§ **WORK TO COMPLETE**
Each line of the records below that contains "Node" needs to be copied.

§ **DATA**
········

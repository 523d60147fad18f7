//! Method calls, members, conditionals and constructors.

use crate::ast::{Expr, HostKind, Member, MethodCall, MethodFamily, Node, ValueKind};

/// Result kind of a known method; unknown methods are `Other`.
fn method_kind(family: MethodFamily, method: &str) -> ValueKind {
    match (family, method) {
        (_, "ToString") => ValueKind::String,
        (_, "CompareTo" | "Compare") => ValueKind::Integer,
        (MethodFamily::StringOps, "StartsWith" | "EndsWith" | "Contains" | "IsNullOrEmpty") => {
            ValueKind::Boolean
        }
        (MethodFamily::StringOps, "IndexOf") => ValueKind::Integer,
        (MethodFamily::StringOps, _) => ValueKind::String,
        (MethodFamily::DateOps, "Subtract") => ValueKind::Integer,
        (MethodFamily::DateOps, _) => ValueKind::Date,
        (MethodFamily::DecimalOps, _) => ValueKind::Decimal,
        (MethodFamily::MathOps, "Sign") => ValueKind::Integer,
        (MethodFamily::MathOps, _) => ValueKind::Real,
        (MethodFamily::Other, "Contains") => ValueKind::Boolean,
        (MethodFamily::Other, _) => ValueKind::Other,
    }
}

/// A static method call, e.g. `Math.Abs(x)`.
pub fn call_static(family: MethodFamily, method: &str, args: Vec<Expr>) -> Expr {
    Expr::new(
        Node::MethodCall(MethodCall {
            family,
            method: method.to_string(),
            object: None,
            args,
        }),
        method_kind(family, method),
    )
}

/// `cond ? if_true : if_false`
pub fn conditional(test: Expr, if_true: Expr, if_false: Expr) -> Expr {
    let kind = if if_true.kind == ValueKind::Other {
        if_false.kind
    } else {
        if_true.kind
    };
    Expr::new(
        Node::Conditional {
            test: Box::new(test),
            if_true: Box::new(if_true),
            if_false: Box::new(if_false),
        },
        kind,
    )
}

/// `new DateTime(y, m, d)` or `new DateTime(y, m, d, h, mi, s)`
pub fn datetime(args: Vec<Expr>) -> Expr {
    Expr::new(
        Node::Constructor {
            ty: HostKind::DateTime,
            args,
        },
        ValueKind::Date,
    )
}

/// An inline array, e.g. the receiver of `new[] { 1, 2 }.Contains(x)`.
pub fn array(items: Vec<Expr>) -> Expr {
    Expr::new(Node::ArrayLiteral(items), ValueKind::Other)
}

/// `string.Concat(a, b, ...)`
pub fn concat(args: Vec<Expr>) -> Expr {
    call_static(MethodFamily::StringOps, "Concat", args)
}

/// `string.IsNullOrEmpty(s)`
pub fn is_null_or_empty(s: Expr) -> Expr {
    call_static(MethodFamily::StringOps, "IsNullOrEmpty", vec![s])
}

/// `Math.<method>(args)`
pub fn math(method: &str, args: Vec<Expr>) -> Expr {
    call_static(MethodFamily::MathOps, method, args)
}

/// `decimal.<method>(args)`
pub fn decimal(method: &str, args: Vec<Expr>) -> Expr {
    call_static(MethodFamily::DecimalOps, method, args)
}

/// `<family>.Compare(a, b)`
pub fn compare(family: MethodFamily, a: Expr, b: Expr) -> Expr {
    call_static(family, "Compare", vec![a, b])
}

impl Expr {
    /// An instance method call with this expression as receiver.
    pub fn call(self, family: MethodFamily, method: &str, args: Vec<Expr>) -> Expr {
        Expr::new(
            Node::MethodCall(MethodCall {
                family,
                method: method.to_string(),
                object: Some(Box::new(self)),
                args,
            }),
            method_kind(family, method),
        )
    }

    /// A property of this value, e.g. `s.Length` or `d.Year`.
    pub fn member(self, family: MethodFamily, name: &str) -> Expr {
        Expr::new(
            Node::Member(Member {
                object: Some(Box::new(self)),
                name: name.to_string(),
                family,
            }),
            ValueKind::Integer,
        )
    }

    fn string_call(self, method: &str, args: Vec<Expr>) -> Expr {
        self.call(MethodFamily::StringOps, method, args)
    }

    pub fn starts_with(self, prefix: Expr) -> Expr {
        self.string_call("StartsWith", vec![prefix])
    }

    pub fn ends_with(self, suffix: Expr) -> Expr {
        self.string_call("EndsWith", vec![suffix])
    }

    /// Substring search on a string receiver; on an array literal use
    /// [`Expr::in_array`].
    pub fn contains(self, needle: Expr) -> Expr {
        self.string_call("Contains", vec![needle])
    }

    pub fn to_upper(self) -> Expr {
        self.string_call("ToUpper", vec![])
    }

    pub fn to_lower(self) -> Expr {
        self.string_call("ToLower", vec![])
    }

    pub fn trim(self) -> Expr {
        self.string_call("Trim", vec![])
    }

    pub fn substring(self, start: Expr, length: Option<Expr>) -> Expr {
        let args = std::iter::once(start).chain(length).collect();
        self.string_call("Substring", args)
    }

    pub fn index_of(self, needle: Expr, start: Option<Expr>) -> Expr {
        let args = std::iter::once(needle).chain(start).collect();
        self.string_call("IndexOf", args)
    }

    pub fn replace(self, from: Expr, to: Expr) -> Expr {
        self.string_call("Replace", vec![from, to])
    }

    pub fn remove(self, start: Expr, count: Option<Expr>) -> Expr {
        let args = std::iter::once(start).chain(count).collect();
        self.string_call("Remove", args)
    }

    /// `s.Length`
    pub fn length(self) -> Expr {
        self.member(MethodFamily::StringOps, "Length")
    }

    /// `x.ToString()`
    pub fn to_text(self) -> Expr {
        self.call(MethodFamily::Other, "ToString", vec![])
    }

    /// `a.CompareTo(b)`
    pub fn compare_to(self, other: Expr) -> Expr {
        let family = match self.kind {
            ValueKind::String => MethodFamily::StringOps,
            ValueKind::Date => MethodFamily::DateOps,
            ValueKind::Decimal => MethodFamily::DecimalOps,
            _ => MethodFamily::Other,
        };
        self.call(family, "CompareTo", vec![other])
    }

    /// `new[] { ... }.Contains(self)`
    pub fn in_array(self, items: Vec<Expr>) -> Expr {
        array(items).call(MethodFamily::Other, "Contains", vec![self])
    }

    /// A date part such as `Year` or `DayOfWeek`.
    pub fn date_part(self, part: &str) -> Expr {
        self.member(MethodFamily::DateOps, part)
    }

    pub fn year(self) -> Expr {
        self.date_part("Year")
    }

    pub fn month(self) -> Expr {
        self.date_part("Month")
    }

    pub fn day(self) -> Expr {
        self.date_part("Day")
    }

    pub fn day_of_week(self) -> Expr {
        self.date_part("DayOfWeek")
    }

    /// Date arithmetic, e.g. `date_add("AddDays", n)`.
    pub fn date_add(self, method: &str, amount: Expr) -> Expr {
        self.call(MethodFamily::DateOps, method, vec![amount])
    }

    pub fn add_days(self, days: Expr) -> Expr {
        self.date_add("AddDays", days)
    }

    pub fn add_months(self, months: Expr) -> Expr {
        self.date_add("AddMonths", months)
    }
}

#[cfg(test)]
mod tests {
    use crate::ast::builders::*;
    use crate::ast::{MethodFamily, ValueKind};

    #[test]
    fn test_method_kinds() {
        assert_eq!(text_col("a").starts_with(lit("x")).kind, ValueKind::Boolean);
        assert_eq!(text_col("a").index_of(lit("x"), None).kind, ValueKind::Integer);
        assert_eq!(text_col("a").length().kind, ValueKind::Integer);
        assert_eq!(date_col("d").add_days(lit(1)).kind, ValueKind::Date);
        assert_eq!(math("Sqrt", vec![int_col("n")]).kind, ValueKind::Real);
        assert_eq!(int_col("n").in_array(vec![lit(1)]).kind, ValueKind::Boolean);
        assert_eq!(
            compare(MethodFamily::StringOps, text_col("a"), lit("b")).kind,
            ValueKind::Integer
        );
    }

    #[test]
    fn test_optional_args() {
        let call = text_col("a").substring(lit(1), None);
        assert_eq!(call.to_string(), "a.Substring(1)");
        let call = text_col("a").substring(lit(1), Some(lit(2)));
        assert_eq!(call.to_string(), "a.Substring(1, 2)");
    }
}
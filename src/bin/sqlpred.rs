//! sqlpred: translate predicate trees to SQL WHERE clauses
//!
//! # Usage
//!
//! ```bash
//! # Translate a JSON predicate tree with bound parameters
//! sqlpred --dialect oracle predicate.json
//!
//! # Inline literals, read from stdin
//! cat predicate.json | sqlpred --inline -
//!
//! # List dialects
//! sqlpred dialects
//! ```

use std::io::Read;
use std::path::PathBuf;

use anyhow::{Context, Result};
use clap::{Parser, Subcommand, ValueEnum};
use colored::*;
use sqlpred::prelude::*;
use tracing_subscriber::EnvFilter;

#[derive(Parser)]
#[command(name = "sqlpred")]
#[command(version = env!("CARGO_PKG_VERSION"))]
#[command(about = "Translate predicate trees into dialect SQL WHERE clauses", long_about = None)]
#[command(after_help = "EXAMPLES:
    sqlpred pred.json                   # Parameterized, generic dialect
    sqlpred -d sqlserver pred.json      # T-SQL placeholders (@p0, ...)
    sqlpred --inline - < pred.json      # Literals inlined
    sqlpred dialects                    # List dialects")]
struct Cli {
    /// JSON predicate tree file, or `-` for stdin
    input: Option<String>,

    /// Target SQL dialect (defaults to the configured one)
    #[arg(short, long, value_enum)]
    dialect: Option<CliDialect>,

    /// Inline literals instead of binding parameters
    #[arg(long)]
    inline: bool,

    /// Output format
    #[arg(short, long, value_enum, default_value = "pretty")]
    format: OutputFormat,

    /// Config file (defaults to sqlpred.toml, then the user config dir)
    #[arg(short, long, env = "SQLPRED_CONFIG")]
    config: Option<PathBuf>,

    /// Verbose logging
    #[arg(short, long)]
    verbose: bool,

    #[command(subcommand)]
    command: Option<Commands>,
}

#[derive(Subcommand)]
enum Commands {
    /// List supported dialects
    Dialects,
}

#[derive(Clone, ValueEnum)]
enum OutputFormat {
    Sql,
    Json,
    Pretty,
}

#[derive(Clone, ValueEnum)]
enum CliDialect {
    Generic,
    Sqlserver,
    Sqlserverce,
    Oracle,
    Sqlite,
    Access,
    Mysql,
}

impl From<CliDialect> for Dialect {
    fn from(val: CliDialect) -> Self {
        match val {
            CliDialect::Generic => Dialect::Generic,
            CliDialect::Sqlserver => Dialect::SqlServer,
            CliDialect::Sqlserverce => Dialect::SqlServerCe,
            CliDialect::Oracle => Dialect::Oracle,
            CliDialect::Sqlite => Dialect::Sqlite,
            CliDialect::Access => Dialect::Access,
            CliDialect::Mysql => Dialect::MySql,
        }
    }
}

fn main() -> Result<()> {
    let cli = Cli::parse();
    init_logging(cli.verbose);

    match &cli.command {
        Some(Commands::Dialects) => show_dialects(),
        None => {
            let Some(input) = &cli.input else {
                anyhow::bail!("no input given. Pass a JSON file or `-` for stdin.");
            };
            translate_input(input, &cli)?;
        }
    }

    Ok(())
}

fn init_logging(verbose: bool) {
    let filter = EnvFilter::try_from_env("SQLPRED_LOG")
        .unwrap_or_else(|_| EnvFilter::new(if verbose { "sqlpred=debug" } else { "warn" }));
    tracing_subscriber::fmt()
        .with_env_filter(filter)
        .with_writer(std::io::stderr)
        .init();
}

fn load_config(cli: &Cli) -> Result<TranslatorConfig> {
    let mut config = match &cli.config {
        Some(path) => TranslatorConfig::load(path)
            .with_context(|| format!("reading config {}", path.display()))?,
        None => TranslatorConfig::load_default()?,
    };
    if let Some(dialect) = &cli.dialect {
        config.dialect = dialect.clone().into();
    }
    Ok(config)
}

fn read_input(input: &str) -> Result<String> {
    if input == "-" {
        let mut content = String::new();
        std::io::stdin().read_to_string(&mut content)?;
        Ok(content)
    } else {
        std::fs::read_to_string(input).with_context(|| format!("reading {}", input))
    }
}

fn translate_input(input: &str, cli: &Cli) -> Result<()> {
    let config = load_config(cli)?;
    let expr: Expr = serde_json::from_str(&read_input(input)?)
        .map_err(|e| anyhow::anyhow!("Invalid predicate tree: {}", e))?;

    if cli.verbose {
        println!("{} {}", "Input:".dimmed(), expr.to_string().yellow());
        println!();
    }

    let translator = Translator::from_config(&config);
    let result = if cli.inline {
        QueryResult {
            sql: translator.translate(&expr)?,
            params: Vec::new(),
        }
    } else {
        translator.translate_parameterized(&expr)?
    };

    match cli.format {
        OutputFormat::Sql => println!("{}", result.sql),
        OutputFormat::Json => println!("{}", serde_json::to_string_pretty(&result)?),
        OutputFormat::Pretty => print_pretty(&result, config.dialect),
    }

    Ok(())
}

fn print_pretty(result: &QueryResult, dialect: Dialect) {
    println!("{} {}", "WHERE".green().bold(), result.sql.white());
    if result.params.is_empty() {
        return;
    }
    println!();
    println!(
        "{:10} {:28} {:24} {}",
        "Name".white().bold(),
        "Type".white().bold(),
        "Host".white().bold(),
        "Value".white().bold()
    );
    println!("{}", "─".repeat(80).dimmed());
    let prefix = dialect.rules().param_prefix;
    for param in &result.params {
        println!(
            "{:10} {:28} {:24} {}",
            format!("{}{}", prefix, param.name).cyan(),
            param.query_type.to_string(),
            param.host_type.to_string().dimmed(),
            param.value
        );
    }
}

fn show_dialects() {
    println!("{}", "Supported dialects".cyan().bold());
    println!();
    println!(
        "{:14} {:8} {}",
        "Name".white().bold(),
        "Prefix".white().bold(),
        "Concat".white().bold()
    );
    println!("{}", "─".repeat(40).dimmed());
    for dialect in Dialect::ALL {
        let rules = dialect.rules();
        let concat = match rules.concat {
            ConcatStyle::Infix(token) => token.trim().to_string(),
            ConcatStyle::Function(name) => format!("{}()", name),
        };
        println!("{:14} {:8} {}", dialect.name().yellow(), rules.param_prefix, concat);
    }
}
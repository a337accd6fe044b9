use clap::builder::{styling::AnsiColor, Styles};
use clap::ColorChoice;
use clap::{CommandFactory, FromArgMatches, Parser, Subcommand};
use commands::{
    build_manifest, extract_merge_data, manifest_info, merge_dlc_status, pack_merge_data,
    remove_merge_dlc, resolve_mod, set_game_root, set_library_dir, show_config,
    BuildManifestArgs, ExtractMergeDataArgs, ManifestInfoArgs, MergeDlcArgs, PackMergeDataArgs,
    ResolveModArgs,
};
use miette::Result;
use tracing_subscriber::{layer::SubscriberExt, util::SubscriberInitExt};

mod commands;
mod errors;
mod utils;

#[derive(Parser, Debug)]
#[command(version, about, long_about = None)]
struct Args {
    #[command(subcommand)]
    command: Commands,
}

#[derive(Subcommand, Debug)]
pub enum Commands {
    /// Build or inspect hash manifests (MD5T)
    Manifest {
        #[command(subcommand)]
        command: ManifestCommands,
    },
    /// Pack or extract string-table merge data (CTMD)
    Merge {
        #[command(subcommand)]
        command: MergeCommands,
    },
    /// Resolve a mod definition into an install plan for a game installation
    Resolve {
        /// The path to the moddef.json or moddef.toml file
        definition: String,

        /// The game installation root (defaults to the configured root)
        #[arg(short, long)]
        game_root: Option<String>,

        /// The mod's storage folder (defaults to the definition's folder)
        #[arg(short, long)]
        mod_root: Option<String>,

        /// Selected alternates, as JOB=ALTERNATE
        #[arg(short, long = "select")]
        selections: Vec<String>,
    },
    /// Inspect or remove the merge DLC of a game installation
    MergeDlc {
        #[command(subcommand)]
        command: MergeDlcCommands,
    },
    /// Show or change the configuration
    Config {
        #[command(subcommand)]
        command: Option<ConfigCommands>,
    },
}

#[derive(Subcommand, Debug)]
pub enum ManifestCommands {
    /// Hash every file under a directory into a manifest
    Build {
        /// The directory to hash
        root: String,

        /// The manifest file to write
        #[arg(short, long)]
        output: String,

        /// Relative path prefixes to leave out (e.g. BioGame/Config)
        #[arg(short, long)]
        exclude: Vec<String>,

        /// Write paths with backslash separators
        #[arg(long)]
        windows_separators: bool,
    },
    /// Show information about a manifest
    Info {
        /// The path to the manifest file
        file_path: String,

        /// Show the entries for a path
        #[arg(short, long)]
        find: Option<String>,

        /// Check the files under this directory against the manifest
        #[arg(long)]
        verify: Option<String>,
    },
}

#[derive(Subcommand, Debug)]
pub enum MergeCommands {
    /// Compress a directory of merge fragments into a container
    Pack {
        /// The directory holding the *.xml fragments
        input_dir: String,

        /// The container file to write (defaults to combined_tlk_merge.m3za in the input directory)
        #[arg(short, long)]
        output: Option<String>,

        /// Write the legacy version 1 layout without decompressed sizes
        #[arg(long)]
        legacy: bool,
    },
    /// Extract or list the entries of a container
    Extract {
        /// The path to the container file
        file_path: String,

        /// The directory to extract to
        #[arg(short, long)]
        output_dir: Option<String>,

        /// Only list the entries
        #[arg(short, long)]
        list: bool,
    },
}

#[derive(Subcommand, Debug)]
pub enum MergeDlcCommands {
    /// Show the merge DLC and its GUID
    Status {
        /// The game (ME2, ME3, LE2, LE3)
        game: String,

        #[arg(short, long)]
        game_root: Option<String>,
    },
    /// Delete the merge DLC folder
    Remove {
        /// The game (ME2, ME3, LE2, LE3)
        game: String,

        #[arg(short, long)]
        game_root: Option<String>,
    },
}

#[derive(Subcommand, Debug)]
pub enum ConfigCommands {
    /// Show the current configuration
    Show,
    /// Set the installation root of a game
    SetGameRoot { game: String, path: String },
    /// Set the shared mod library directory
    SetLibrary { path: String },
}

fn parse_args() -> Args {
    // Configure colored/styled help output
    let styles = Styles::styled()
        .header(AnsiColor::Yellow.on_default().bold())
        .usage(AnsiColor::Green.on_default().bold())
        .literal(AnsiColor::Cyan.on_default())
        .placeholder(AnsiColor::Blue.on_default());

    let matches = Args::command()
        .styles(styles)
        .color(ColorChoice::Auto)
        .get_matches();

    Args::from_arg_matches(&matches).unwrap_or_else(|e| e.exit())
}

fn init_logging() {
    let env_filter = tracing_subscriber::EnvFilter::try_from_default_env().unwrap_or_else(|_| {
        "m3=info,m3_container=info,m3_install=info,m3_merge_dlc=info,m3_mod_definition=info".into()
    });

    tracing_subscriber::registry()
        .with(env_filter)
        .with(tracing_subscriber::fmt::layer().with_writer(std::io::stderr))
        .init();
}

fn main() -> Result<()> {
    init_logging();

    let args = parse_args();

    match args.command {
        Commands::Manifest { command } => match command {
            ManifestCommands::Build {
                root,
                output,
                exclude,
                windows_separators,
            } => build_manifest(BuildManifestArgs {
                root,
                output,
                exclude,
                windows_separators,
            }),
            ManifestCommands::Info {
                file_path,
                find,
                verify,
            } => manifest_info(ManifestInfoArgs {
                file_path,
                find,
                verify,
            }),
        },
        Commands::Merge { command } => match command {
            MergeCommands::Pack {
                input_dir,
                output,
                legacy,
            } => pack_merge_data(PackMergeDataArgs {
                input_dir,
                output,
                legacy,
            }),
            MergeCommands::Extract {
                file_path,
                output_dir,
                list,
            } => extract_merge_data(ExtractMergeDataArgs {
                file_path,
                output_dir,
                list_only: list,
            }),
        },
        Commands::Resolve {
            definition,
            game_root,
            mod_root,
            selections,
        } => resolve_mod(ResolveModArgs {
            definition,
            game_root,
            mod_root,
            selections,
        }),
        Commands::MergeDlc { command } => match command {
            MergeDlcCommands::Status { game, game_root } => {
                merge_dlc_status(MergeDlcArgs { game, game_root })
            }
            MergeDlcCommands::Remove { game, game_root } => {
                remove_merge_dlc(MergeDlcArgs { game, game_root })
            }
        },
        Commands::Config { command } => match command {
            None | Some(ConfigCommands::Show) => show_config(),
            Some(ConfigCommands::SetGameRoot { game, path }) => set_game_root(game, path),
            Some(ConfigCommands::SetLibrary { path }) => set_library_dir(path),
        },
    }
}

········

§ **REPLY**
use crate::ast::{Expr, HostKind, Member, MethodCall, MethodFamily, Node, ValueKind};
        Node::MethodCall(MethodCall {
        Node::Conditional {
        Node::Constructor {
    Expr::new(Node::ArrayLiteral(items), ValueKind::Other)
            Node::MethodCall(MethodCall {
            Node::Member(Member {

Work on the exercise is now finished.